Saved entries

━━━━━━━━━━━━━━━━━━━━━━━━━━━━━━

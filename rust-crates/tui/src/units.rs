//! Conversion between decimal amounts typed by the player and the integer
//! smallest units the chain works with.

use color_eyre::eyre::{
    Result,
    eyre,
};

/// Largest number of decimals a `u128` scale factor can represent.
pub const MAX_DECIMALS: u32 = 38;

/// Decimals of the Fuel base asset.
pub const DEFAULT_DECIMALS: u32 = 9;

fn scale(decimals: u32) -> Result<u128> {
    10u128
        .checked_pow(decimals)
        .ok_or_else(|| eyre!("unsupported number of decimals: {decimals}"))
}

/// Parses a decimal string such as `"1.25"` into smallest units.
pub fn parse_units(input: &str, decimals: u32) -> Result<u64> {
    let trimmed = input.trim();
    let (whole, fraction) = match trimmed.split_once('.') {
        Some((whole, fraction)) => (whole, fraction),
        None => (trimmed, ""),
    };
    if whole.is_empty() && fraction.is_empty() {
        return Err(eyre!("invalid amount '{input}'"));
    }
    if !whole.chars().all(|c| c.is_ascii_digit())
        || !fraction.chars().all(|c| c.is_ascii_digit())
    {
        return Err(eyre!("invalid amount '{input}'"));
    }
    // trailing zeros past the precision change nothing
    let fraction = match fraction.split_at_checked(decimals as usize) {
        Some((kept, excess)) if excess.bytes().all(|b| b == b'0') => kept,
        Some(_) => {
            return Err(eyre!(
                "amount '{input}' has more than {decimals} decimal places"
            ));
        }
        None => fraction,
    };

    let unit = scale(decimals)?;
    let whole_value = if whole.is_empty() {
        0
    } else {
        whole
            .parse::<u128>()
            .map_err(|_| eyre!("amount '{input}' is too large"))?
    };
    let fraction_value = if fraction.is_empty() {
        0
    } else {
        let padded = format!("{fraction:0<width$}", width = decimals as usize);
        padded
            .parse::<u128>()
            .map_err(|_| eyre!("invalid amount '{input}'"))?
    };

    let total = whole_value
        .checked_mul(unit)
        .and_then(|v| v.checked_add(fraction_value))
        .ok_or_else(|| eyre!("amount '{input}' is too large"))?;
    u64::try_from(total).map_err(|_| eyre!("amount '{input}' is too large"))
}

/// Formats smallest units as a decimal string, keeping at least one
/// fractional digit (`1_000_000_000` with 9 decimals is `"1.0"`).
pub fn format_units(raw: u64, decimals: u32) -> String {
    let Ok(unit) = scale(decimals) else {
        return raw.to_string();
    };
    let raw = u128::from(raw);
    let whole = raw / unit;
    let fraction = raw % unit;
    if decimals == 0 || fraction == 0 {
        return format!("{whole}.0");
    }
    let digits = format!("{fraction:0>width$}", width = decimals as usize);
    format!("{whole}.{}", digits.trim_end_matches('0'))
}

━━━━━━━━━━━━━━━━━━━━━━━━━━━━━━

Give the entries again, every one of them exactly.

filename rust-crates/tui/src/units.rs
//! Conversion between decimal amounts typed by the player and the integer
//! smallest units the chain works with.

use color_eyre::eyre::{
    Result,
    eyre,
};

/// Largest number of decimals a `u128` scale factor can represent.
pub const MAX_DECIMALS: u32 = 38;

/// Decimals of the Fuel base asset.
pub const DEFAULT_DECIMALS: u32 = 9;

fn scale(decimals: u32) -> Result<u128> {
    10u128
        .checked_pow(decimals)
        .ok_or_else(|| eyre!("unsupported number of decimals: {decimals}"))
}

/// Parses a decimal string such as `"1.25"` into smallest units.
pub fn parse_units(input: &str, decimals: u32) -> Result<u64> {
    let trimmed = input.trim();
    let (whole, fraction) = match trimmed.split_once('.') {
        Some((whole, fraction)) => (whole, fraction),
        None => (trimmed, ""),
    };
    if whole.is_empty() && fraction.is_empty() {
        return Err(eyre!("invalid amount '{input}'"));
    }
    if !whole.chars().all(|c| c.is_ascii_digit())
        || !fraction.chars().all(|c| c.is_ascii_digit())
    {
        return Err(eyre!("invalid amount '{input}'"));
    }
    // trailing zeros past the precision change nothing
    let fraction = match fraction.split_at_checked(decimals as usize) {
        Some((kept, excess)) if excess.bytes().all(|b| b == b'0') => kept,
        Some(_) => {
            return Err(eyre!(
                "amount '{input}' has more than {decimals} decimal places"
            ));
        }
        None => fraction,
    };

    let unit = scale(decimals)?;
    let whole_value = if whole.is_empty() {
        0
    } else {
        whole
            .parse::<u128>()
            .map_err(|_| eyre!("amount '{input}' is too large"))?
    };
    let fraction_value = if fraction.is_empty() {
        0
    } else {
        let padded = format!("{fraction:0<width$}", width = decimals as usize);
        padded
            .parse::<u128>()
            .map_err(|_| eyre!("invalid amount '{input}'"))?
    };

    let total = whole_value
        .checked_mul(unit)
        .and_then(|v| v.checked_add(fraction_value))
        .ok_or_else(|| eyre!("amount '{input}' is too large"))?;
    u64::try_from(total).map_err(|_| eyre!("amount '{input}' is too large"))
}

/// Formats smallest units as a decimal string, keeping at least one
/// fractional digit (`1_000_000_000` with 9 decimals is `"1.0"`).
pub fn format_units(raw: u64, decimals: u32) -> String {
    let Ok(unit) = scale(decimals) else {
        return raw.to_string();
    };
    let raw = u128::from(raw);
    let whole = raw / unit;
    let fraction = raw % unit;
    if decimals == 0 || fraction == 0 {
        return format!("{whole}.0");
    }
    let digits = format!("{fraction:0>width$}", width = decimals as usize);
    format!("{whole}.{}", digits.trim_end_matches('0'))
}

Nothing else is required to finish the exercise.